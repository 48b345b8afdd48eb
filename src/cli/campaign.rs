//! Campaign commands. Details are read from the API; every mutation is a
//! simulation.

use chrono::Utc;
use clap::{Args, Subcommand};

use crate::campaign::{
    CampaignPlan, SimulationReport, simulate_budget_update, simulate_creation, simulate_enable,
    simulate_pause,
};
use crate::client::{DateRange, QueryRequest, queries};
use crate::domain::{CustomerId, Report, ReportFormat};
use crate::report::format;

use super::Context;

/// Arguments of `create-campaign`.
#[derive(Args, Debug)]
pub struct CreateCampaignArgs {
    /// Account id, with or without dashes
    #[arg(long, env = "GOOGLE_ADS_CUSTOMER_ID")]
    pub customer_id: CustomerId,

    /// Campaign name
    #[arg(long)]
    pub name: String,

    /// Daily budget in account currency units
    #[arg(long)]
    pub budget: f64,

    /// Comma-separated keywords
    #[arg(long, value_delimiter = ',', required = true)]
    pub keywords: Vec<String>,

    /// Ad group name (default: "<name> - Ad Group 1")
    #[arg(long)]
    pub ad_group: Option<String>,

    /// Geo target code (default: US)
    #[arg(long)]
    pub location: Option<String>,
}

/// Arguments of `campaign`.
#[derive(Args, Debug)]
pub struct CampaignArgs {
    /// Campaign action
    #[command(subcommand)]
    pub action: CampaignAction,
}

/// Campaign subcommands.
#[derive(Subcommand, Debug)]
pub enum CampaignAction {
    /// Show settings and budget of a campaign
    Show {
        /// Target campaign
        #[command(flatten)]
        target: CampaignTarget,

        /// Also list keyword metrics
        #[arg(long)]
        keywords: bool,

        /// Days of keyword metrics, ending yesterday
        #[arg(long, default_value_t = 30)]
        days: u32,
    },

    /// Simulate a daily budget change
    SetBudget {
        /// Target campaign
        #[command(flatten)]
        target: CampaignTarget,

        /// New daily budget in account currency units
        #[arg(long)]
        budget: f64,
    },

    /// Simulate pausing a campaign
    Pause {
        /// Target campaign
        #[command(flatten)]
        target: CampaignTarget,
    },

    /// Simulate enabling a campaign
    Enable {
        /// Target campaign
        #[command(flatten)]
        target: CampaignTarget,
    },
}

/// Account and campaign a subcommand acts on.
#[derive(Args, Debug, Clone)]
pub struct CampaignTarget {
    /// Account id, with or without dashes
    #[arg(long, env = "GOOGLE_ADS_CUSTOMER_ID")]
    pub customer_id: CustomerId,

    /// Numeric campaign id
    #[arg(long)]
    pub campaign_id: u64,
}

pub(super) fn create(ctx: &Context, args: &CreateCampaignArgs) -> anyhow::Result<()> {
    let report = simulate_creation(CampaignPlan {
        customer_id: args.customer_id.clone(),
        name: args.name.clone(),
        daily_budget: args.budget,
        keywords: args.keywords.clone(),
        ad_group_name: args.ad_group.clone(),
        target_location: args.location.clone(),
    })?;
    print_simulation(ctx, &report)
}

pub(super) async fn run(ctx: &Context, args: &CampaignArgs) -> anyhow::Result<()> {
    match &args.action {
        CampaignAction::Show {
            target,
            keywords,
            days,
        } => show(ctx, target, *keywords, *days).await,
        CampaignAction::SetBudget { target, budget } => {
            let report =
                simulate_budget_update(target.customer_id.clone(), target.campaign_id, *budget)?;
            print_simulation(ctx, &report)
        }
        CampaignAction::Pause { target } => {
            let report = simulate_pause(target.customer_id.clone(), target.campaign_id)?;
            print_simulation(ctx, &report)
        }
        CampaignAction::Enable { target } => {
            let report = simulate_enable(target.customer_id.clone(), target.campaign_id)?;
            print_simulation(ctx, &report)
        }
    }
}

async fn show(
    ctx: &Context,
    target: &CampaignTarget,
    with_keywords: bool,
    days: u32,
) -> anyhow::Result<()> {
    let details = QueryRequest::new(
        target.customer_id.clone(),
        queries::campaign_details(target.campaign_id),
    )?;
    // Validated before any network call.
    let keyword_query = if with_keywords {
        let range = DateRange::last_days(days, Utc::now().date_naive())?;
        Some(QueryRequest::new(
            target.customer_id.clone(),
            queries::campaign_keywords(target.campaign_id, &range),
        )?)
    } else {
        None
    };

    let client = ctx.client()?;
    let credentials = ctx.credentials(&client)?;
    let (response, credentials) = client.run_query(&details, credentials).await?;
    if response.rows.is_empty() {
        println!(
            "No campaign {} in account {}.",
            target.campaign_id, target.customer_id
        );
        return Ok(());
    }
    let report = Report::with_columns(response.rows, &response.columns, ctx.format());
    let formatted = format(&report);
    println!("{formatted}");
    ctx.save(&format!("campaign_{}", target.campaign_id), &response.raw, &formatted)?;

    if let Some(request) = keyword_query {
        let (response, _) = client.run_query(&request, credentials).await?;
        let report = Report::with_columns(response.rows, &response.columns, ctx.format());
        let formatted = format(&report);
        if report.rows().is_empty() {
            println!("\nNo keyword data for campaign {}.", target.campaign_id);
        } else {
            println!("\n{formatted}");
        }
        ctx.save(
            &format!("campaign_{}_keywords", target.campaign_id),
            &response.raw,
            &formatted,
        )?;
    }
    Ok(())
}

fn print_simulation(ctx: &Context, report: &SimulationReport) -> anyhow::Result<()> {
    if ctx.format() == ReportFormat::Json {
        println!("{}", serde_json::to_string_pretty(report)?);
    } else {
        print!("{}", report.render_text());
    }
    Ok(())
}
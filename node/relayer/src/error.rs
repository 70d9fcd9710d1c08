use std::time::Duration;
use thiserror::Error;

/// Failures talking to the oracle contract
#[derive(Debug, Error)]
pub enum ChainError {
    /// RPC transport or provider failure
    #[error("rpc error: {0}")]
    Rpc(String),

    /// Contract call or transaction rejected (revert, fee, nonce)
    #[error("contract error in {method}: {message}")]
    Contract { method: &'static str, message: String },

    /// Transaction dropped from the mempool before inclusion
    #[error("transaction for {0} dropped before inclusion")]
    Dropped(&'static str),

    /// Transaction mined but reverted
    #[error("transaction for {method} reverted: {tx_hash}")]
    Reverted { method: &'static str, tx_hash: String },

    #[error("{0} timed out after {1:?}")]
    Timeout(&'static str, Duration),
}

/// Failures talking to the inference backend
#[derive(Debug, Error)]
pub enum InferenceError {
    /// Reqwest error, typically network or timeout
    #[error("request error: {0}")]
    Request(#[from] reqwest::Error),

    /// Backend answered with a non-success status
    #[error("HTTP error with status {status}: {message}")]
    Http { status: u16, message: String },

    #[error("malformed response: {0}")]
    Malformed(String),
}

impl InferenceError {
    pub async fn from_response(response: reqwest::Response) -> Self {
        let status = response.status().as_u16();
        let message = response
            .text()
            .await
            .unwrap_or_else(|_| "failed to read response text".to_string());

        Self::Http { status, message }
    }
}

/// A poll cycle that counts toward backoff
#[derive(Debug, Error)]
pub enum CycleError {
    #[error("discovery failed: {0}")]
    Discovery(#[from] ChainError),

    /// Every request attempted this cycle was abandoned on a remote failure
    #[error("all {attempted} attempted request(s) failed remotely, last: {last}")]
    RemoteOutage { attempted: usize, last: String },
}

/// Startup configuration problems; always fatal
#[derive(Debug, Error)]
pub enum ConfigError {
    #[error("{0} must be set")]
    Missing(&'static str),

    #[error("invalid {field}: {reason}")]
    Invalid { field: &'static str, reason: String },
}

++++

* **Work instruction**
Starting at the first line, transcribe the material through to the last.

* **Your solution**
repository 48b345b8afdd48eb
filename src/cli/campaign.rs
//! Campaign commands. Details are read from the API; every mutation is a
//! simulation.

use chrono::Utc;
use clap::{Args, Subcommand};

use crate::campaign::{
    CampaignPlan, SimulationReport, simulate_budget_update, simulate_creation, simulate_enable,
    simulate_pause,
};
use crate::client::{DateRange, QueryRequest, queries};
use crate::domain::{CustomerId, Report, ReportFormat};
use crate::report::format;

use super::Context;

/// Arguments of `create-campaign`.
#[derive(Args, Debug)]
pub struct CreateCampaignArgs {
    /// Account id, with or without dashes
    #[arg(long, env = "GOOGLE_ADS_CUSTOMER_ID")]
    pub customer_id: CustomerId,

    /// Campaign name
    #[arg(long)]
    pub name: String,

    /// Daily budget in account currency units
    #[arg(long)]
    pub budget: f64,

    /// Comma-separated keywords
    #[arg(long, value_delimiter = ',', required = true)]
    pub keywords: Vec<String>,

    /// Ad group name (default: "<name> - Ad Group 1")
    #[arg(long)]
    pub ad_group: Option<String>,

    /// Geo target code (default: US)
    #[arg(long)]
    pub location: Option<String>,
}

/// Arguments of `campaign`.
#[derive(Args, Debug)]
pub struct CampaignArgs {
    /// Campaign action
    #[command(subcommand)]
    pub action: CampaignAction,
}

/// Campaign subcommands.
#[derive(Subcommand, Debug)]
pub enum CampaignAction {
    /// Show settings and budget of a campaign
    Show {
        /// Target campaign
        #[command(flatten)]
        target: CampaignTarget,

        /// Also list keyword metrics
        #[arg(long)]
        keywords: bool,

        /// Days of keyword metrics, ending yesterday
        #[arg(long, default_value_t = 30)]
        days: u32,
    },

    /// Simulate a daily budget change
    SetBudget {
        /// Target campaign
        #[command(flatten)]
        target: CampaignTarget,

        /// New daily budget in account currency units
        #[arg(long)]
        budget: f64,
    },

    /// Simulate pausing a campaign
    Pause {
        /// Target campaign
        #[command(flatten)]
        target: CampaignTarget,
    },

    /// Simulate enabling a campaign
    Enable {
        /// Target campaign
        #[command(flatten)]
        target: CampaignTarget,
    },
}

/// Account and campaign a subcommand acts on.
#[derive(Args, Debug, Clone)]
pub struct CampaignTarget {
    /// Account id, with or without dashes
    #[arg(long, env = "GOOGLE_ADS_CUSTOMER_ID")]
    pub customer_id: CustomerId,

    /// Numeric campaign id
    #[arg(long)]
    pub campaign_id: u64,
}

pub(super) fn create(ctx: &Context, args: &CreateCampaignArgs) -> anyhow::Result<()> {
    let report = simulate_creation(CampaignPlan {
        customer_id: args.customer_id.clone(),
        name: args.name.clone(),
        daily_budget: args.budget,
        keywords: args.keywords.clone(),
        ad_group_name: args.ad_group.clone(),
        target_location: args.location.clone(),
    })?;
    print_simulation(ctx, &report)
}

pub(super) async fn run(ctx: &Context, args: &CampaignArgs) -> anyhow::Result<()> {
    match &args.action {
        CampaignAction::Show {
            target,
            keywords,
            days,
        } => show(ctx, target, *keywords, *days).await,
        CampaignAction::SetBudget { target, budget } => {
            let report =
                simulate_budget_update(target.customer_id.clone(), target.campaign_id, *budget)?;
            print_simulation(ctx, &report)
        }
        CampaignAction::Pause { target } => {
            let report = simulate_pause(target.customer_id.clone(), target.campaign_id)?;
            print_simulation(ctx, &report)
        }
        CampaignAction::Enable { target } => {
            let report = simulate_enable(target.customer_id.clone(), target.campaign_id)?;
            print_simulation(ctx, &report)
        }
    }
}

async fn show(
    ctx: &Context,
    target: &CampaignTarget,
    with_keywords: bool,
    days: u32,
) -> anyhow::Result<()> {
    let details = QueryRequest::new(
        target.customer_id.clone(),
        queries::campaign_details(target.campaign_id),
    )?;
    // Validated before any network call.
    let keyword_query = if with_keywords {
        let range = DateRange::last_days(days, Utc::now().date_naive())?;
        Some(QueryRequest::new(
            target.customer_id.clone(),
            queries::campaign_keywords(target.campaign_id, &range),
        )?)
    } else {
        None
    };

    let client = ctx.client()?;
    let credentials = ctx.credentials(&client)?;
    let (response, credentials) = client.run_query(&details, credentials).await?;
    if response.rows.is_empty() {
        println!(
            "No campaign {} in account {}.",
            target.campaign_id, target.customer_id
        );
        return Ok(());
    }
    let report = Report::with_columns(response.rows, &response.columns, ctx.format());
    let formatted = format(&report);
    println!("{formatted}");
    ctx.save(&format!("campaign_{}", target.campaign_id), &response.raw, &formatted)?;

    if let Some(request) = keyword_query {
        let (response, _) = client.run_query(&request, credentials).await?;
        let report = Report::with_columns(response.rows, &response.columns, ctx.format());
        let formatted = format(&report);
        if report.rows().is_empty() {
            println!("\nNo keyword data for campaign {}.", target.campaign_id);
        } else {
            println!("\n{formatted}");
        }
        ctx.save(
            &format!("campaign_{}_keywords", target.campaign_id),
            &response.raw,
            &formatted,
        )?;
    }
    Ok(())
}

fn print_simulation(ctx: &Context, report: &SimulationReport) -> anyhow::Result<()> {
    if ctx.format() == ReportFormat::Json {
        println!("{}", serde_json::to_string_pretty(report)?);
    } else {
        print!("{}", report.render_text());
    }
    Ok(())
}
filename node/relayer/src/error.rs
repository 70d9fcd9710d1c08
use std::time::Duration;
use thiserror::Error;

/// Failures talking to the oracle contract
#[derive(Debug, Error)]
pub enum ChainError {
    /// RPC transport or provider failure
    #[error("rpc error: {0}")]
    Rpc(String),

    /// Contract call or transaction rejected (revert, fee, nonce)
    #[error("contract error in {method}: {message}")]
    Contract { method: &'static str, message: String },

    /// Transaction dropped from the mempool before inclusion
    #[error("transaction for {0} dropped before inclusion")]
    Dropped(&'static str),

    /// Transaction mined but reverted
    #[error("transaction for {method} reverted: {tx_hash}")]
    Reverted { method: &'static str, tx_hash: String },

    #[error("{0} timed out after {1:?}")]
    Timeout(&'static str, Duration),
}

/// Failures talking to the inference backend
#[derive(Debug, Error)]
pub enum InferenceError {
    /// Reqwest error, typically network or timeout
    #[error("request error: {0}")]
    Request(#[from] reqwest::Error),

    /// Backend answered with a non-success status
    #[error("HTTP error with status {status}: {message}")]
    Http { status: u16, message: String },

    #[error("malformed response: {0}")]
    Malformed(String),
}

impl InferenceError {
    pub async fn from_response(response: reqwest::Response) -> Self {
        let status = response.status().as_u16();
        let message = response
            .text()
            .await
            .unwrap_or_else(|_| "failed to read response text".to_string());

        Self::Http { status, message }
    }
}

/// A poll cycle that counts toward backoff
#[derive(Debug, Error)]
pub enum CycleError {
    #[error("discovery failed: {0}")]
    Discovery(#[from] ChainError),

    /// Every request attempted this cycle was abandoned on a remote failure
    #[error("all {attempted} attempted request(s) failed remotely, last: {last}")]
    RemoteOutage { attempted: usize, last: String },
}

/// Startup configuration problems; always fatal
#[derive(Debug, Error)]
pub enum ConfigError {
    #[error("{0} must be set")]
    Missing(&'static str),

    #[error("invalid {field}: {reason}")]
    Invalid { field: &'static str, reason: String },
}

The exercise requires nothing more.